Task statement:
Below are records; please set down exactly the lines from the first through the one containing "filename src/api/handlers/matches.rs".

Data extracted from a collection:
........

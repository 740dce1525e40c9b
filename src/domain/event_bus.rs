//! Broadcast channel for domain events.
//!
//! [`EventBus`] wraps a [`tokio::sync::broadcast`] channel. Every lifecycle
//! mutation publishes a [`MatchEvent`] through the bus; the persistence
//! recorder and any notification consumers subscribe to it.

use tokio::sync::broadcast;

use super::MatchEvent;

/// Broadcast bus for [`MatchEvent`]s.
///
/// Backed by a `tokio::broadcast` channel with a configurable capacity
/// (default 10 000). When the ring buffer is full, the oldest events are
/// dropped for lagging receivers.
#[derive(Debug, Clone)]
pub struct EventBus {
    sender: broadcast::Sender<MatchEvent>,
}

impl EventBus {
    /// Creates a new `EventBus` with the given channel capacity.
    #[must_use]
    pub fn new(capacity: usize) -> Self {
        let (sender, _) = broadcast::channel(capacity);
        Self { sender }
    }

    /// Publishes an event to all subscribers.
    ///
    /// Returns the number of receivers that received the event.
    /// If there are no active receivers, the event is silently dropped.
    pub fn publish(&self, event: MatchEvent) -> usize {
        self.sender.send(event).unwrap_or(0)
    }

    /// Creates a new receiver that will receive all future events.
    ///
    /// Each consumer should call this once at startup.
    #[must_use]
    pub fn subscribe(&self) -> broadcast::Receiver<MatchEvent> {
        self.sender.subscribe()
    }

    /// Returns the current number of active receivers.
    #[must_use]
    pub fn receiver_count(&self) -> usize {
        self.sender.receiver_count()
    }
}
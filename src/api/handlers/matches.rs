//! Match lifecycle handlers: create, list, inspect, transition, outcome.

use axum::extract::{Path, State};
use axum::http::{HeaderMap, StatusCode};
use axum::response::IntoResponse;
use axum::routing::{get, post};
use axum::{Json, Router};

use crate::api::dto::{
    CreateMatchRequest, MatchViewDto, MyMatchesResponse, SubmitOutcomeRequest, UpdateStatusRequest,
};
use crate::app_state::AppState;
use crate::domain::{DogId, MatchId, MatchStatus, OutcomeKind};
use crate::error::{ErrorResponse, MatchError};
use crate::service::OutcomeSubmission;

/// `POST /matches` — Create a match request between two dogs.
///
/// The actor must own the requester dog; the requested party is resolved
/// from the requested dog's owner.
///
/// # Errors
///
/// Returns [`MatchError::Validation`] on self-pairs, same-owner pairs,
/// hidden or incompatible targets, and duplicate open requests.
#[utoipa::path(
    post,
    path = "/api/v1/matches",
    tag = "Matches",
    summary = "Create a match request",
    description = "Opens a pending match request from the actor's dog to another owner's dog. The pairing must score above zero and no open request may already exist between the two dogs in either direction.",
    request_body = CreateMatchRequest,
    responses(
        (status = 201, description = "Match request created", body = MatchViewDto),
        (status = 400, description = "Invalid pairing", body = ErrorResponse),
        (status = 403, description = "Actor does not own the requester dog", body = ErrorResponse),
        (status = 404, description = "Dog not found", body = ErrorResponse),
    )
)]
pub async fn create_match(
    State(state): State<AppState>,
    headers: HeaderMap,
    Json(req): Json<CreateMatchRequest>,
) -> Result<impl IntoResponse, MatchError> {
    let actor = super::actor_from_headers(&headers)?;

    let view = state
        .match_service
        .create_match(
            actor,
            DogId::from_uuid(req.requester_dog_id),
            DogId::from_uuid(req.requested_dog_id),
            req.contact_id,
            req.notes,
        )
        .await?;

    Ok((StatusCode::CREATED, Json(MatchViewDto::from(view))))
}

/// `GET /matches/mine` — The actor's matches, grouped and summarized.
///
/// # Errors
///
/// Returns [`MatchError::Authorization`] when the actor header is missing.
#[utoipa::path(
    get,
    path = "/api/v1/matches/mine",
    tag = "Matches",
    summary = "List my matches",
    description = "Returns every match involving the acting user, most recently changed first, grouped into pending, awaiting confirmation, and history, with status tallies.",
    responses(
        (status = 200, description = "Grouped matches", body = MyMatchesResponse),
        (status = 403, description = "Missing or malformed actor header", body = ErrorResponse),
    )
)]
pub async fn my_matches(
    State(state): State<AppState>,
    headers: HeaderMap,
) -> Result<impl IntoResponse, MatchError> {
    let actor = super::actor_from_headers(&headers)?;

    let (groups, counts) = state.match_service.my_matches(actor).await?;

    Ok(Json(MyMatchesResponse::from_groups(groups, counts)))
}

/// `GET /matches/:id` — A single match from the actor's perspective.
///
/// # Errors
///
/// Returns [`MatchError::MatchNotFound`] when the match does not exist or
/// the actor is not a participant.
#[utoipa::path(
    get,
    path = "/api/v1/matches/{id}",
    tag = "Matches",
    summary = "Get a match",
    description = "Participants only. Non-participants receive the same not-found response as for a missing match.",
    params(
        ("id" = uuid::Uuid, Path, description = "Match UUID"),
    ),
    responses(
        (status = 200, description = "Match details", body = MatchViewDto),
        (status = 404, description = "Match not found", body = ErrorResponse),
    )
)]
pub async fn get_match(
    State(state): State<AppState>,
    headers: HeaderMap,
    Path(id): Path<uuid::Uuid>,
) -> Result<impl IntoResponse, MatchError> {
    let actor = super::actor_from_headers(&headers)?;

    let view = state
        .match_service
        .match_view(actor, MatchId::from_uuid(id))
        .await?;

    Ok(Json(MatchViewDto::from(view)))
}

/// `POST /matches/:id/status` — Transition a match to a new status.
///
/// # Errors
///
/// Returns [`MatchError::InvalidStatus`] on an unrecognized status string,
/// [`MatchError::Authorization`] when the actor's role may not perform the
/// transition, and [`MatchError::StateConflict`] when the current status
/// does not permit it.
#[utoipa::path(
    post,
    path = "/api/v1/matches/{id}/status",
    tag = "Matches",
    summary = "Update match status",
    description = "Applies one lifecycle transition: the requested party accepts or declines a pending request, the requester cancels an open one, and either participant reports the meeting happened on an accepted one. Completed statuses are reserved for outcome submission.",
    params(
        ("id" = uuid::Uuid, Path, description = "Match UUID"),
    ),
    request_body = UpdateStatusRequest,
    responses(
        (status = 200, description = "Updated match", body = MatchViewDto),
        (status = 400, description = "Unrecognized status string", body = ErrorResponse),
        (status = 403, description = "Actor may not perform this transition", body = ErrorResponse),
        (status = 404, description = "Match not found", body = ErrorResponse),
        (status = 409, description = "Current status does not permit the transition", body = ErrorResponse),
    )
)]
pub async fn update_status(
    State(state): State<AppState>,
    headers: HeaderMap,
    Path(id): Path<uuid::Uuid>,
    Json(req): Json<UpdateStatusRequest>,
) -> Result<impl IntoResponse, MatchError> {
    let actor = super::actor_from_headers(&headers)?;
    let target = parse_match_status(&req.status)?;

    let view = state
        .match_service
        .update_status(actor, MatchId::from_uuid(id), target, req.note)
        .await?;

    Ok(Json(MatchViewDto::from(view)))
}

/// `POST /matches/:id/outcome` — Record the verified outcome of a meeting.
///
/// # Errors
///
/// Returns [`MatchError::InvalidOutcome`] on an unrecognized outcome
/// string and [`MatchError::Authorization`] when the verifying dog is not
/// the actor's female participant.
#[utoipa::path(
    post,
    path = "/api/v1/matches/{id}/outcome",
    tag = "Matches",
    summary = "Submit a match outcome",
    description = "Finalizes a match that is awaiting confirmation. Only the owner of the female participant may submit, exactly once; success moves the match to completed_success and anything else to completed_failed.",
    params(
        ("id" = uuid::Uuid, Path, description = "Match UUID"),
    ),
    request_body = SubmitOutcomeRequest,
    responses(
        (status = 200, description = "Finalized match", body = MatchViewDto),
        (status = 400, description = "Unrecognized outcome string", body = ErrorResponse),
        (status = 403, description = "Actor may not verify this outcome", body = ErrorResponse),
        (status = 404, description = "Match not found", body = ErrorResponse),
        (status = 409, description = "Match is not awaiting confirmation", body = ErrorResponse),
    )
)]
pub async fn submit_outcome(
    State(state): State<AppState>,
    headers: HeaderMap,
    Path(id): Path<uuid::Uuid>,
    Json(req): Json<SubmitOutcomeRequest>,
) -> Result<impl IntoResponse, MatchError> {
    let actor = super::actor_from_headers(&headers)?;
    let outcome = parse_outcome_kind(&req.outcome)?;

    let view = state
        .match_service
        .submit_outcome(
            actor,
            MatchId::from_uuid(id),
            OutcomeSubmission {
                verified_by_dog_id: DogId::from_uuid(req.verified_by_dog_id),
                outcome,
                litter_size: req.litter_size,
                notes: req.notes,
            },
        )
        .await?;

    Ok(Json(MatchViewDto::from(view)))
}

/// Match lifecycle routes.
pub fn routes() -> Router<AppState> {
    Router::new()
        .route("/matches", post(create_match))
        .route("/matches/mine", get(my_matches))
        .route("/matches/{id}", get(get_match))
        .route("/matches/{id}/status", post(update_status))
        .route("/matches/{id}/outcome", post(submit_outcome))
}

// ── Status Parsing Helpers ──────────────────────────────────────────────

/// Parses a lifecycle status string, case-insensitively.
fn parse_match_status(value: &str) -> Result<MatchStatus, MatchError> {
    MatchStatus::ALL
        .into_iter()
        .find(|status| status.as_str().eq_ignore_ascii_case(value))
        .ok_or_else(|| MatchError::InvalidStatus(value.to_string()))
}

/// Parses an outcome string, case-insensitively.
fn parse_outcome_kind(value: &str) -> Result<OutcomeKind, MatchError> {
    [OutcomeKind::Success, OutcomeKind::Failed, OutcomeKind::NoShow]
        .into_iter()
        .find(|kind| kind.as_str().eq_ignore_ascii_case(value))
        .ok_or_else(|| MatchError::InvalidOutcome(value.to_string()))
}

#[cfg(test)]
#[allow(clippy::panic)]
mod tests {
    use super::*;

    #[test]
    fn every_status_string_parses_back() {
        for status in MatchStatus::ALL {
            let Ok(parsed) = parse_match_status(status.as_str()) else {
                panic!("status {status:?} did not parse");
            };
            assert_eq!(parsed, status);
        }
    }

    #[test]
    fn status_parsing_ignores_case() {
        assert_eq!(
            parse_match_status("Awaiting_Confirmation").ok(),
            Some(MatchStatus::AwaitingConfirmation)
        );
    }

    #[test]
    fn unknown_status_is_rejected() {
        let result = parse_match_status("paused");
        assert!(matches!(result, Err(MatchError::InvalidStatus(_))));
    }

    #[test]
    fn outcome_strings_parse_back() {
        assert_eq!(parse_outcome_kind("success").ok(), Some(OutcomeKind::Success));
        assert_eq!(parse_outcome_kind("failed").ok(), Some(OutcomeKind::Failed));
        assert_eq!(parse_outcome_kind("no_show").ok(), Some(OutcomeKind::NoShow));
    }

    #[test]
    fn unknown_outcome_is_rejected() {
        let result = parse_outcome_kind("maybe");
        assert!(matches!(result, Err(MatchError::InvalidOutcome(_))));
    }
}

........

Exercise output:
repository 740dce1525e40c9b
filename src/domain/event_bus.rs
//! Broadcast channel for domain events.
//!
//! [`EventBus`] wraps a [`tokio::sync::broadcast`] channel. Every lifecycle
//! mutation publishes a [`MatchEvent`] through the bus; the persistence
//! recorder and any notification consumers subscribe to it.

use tokio::sync::broadcast;

use super::MatchEvent;

/// Broadcast bus for [`MatchEvent`]s.
///
/// Backed by a `tokio::broadcast` channel with a configurable capacity
/// (default 10 000). When the ring buffer is full, the oldest events are
/// dropped for lagging receivers.
#[derive(Debug, Clone)]
pub struct EventBus {
    sender: broadcast::Sender<MatchEvent>,
}

impl EventBus {
    /// Creates a new `EventBus` with the given channel capacity.
    #[must_use]
    pub fn new(capacity: usize) -> Self {
        let (sender, _) = broadcast::channel(capacity);
        Self { sender }
    }

    /// Publishes an event to all subscribers.
    ///
    /// Returns the number of receivers that received the event.
    /// If there are no active receivers, the event is silently dropped.
    pub fn publish(&self, event: MatchEvent) -> usize {
        self.sender.send(event).unwrap_or(0)
    }

    /// Creates a new receiver that will receive all future events.
    ///
    /// Each consumer should call this once at startup.
    #[must_use]
    pub fn subscribe(&self) -> broadcast::Receiver<MatchEvent> {
        self.sender.subscribe()
    }

    /// Returns the current number of active receivers.
    #[must_use]
    pub fn receiver_count(&self) -> usize {
        self.sender.receiver_count()
    }
}
filename src/api/handlers/matches.rs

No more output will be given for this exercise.